PROMPT —
Within the records below, how many lines hold the string "ChartSection"? State that number and nothing else.
STORED DATA below:
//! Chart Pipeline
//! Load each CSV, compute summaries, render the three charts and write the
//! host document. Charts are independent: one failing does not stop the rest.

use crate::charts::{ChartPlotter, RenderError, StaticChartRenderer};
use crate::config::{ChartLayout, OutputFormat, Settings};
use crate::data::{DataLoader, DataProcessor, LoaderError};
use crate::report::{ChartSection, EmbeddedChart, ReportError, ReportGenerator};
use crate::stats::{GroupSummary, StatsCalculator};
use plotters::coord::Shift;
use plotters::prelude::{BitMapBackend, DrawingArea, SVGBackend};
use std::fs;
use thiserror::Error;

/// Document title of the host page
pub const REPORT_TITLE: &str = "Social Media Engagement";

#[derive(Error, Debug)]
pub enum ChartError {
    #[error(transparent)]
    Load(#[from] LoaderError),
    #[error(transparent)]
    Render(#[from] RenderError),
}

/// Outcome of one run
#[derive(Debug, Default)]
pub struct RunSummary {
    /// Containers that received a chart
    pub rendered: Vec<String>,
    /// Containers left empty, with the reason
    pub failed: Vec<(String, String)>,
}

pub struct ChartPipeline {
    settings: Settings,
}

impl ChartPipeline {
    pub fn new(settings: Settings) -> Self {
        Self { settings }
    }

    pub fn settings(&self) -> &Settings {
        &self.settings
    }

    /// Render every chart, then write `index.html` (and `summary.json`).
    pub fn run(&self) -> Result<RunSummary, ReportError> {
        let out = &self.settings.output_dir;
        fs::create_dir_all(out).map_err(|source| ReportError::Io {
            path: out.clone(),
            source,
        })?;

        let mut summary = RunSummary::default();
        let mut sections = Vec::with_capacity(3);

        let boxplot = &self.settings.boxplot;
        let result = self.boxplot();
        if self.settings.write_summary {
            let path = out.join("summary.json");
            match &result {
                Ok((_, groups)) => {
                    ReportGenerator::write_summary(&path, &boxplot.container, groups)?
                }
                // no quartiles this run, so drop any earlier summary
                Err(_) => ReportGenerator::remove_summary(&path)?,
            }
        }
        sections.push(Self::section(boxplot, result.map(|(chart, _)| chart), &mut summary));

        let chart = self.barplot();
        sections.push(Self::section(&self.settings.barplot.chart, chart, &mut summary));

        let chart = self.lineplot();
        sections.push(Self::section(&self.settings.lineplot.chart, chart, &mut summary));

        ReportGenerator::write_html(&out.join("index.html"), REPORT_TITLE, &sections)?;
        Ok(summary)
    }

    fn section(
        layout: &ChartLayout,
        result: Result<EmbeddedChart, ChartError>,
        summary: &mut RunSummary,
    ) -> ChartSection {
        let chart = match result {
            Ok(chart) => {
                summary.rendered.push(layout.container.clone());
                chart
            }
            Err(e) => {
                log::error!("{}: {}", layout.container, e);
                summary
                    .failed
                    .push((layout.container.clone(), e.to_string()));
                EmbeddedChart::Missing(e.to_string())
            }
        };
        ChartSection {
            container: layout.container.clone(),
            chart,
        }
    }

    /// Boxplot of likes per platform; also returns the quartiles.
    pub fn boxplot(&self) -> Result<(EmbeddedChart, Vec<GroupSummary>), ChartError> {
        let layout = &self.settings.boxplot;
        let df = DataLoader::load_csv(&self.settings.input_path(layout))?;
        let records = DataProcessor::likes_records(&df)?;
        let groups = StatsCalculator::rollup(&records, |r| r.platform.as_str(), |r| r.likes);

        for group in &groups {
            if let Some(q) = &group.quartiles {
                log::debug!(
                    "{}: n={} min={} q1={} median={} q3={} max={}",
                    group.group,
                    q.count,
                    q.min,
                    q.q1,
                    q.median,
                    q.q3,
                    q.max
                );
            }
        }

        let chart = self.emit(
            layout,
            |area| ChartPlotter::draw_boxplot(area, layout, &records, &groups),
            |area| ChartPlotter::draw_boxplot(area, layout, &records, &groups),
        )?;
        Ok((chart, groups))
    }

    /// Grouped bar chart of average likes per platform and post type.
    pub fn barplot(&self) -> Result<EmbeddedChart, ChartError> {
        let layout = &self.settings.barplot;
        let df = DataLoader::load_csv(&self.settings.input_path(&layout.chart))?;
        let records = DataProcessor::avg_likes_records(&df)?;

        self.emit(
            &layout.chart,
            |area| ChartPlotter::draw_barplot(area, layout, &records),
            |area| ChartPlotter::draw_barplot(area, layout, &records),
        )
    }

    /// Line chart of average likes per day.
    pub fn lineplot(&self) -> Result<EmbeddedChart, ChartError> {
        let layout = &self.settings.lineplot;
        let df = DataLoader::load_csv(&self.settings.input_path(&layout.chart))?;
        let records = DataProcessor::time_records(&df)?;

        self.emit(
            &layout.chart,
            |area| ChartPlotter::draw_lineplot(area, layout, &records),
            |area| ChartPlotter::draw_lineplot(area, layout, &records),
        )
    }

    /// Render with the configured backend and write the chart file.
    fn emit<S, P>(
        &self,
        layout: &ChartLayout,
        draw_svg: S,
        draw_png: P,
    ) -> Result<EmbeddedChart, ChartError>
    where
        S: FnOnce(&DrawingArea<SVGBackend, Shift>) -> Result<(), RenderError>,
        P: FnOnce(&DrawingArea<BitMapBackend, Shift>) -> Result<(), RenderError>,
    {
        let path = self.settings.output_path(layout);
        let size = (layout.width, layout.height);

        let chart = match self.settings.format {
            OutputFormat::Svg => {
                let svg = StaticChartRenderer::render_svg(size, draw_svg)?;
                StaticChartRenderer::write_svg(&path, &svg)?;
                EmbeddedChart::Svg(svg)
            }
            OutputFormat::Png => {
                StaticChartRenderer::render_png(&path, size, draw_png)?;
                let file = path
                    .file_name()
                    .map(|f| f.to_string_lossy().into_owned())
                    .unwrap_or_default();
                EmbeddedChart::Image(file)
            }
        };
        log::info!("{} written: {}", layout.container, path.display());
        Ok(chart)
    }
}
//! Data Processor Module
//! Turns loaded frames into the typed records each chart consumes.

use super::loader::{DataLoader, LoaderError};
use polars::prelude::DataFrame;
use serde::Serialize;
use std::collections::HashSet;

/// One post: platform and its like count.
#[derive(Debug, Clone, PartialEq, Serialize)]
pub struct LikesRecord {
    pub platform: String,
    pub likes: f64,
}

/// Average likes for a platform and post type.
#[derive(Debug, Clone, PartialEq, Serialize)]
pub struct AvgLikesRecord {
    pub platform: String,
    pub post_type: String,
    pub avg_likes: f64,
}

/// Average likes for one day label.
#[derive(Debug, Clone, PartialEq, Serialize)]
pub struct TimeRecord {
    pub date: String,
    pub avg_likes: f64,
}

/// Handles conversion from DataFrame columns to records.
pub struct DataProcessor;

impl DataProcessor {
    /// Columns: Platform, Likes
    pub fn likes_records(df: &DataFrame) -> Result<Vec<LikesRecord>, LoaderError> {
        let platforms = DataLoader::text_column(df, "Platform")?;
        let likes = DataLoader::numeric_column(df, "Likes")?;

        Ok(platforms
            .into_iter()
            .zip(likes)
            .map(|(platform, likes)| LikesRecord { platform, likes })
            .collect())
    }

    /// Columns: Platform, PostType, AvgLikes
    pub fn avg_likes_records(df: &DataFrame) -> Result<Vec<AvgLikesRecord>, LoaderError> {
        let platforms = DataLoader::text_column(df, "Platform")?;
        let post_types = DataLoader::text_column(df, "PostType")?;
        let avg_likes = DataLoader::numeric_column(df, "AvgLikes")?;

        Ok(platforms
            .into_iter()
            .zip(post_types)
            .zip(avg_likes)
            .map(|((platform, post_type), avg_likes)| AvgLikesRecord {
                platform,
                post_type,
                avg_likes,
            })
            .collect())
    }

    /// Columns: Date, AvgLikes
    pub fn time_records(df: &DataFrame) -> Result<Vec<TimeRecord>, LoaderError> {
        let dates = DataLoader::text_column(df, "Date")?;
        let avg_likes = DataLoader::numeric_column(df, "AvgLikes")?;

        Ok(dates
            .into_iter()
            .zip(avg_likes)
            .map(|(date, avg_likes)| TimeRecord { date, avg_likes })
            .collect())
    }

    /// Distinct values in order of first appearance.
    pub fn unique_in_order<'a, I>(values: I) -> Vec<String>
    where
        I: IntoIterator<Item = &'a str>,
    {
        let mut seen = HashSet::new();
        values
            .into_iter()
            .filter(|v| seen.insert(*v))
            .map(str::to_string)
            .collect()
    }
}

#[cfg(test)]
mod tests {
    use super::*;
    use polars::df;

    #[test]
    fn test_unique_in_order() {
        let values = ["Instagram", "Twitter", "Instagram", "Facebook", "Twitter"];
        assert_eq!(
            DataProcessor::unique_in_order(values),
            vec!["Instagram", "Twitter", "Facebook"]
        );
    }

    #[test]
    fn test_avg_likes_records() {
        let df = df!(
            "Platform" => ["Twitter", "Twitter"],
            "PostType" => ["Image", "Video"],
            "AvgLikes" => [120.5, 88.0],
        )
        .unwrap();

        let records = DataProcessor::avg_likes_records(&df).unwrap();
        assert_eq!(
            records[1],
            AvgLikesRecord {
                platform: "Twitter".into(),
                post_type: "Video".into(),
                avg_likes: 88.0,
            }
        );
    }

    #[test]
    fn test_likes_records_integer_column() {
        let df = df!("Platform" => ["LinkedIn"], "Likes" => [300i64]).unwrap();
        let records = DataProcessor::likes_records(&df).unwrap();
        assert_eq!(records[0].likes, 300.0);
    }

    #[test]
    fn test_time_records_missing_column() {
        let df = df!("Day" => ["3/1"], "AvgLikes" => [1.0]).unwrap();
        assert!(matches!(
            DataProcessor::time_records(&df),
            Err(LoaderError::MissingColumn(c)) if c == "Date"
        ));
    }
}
End of STORED DATA.
STORED DATA below:
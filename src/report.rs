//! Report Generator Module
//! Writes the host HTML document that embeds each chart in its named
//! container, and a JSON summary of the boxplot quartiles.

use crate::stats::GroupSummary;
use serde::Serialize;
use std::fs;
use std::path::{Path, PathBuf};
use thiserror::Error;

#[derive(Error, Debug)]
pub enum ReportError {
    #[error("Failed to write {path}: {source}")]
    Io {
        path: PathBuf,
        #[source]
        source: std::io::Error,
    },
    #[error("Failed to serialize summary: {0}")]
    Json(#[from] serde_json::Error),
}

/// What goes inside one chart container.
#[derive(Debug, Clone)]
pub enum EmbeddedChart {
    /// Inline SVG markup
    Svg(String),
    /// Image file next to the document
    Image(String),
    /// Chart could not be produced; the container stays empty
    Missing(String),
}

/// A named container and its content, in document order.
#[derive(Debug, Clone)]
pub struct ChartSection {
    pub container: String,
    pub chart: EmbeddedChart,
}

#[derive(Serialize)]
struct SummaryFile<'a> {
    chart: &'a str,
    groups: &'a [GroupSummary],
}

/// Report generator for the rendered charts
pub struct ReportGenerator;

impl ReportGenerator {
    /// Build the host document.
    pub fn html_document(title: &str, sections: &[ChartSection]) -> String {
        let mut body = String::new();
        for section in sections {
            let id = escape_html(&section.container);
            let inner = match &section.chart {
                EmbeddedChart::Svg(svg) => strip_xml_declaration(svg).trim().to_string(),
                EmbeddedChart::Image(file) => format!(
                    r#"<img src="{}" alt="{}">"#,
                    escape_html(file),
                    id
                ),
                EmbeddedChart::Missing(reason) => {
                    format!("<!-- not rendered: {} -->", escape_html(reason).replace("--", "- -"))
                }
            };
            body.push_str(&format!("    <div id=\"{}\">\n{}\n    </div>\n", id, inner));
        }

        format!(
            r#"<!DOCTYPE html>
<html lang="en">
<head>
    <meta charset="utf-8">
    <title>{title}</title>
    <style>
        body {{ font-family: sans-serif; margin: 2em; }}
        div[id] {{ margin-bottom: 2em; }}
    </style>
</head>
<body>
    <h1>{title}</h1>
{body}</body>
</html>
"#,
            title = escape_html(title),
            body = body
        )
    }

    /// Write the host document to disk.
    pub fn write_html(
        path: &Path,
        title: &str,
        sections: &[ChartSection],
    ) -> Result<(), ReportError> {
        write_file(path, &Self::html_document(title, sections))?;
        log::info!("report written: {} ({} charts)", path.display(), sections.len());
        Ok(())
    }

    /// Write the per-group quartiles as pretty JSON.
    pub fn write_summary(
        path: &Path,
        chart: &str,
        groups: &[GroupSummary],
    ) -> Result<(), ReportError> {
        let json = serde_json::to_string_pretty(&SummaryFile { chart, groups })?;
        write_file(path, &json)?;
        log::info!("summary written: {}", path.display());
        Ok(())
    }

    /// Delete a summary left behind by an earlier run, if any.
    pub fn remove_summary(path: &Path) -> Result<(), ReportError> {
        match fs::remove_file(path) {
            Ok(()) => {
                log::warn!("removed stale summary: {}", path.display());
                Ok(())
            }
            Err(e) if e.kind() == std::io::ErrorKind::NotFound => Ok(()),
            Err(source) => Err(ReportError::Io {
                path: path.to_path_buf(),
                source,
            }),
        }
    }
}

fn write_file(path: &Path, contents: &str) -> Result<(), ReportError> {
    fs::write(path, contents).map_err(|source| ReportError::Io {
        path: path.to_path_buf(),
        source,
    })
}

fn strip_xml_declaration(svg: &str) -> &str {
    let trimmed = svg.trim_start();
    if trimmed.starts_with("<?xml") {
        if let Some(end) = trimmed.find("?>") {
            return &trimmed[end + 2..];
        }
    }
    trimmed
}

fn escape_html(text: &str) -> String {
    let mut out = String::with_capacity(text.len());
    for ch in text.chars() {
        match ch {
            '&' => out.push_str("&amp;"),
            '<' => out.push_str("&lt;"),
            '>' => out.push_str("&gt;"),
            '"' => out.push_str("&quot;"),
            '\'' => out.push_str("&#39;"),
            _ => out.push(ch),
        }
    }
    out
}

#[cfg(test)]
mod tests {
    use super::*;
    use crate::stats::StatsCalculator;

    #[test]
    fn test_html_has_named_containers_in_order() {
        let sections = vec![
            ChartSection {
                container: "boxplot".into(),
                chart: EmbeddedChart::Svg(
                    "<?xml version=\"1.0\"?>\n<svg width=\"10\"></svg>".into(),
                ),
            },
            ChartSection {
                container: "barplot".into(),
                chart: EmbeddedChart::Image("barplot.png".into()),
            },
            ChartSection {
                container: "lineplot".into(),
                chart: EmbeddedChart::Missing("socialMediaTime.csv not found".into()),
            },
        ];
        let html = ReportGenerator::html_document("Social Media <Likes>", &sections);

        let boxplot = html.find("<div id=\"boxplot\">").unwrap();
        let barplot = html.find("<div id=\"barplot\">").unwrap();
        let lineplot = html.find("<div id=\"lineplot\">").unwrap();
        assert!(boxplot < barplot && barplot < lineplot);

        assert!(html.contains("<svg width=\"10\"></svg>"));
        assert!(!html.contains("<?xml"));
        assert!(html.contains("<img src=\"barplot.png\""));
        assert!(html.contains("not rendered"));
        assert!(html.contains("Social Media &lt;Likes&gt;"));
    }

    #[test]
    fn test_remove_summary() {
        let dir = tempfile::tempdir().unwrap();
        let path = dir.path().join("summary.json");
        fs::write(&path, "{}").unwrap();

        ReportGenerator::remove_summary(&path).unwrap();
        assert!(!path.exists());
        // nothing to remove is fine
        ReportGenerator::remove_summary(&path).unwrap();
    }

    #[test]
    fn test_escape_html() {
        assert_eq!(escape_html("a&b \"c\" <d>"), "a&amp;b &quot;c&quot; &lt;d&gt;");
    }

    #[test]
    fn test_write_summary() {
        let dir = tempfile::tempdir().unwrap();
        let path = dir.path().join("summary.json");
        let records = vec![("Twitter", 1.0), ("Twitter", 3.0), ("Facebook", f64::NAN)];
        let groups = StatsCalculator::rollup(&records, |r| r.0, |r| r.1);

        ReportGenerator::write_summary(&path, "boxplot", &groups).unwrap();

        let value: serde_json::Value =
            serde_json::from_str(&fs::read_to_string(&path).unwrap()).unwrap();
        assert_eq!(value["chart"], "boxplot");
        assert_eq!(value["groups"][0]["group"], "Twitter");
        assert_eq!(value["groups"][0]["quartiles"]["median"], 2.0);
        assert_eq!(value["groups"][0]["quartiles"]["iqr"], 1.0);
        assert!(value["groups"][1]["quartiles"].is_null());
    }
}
End of STORED DATA.
TASK RESULT —
9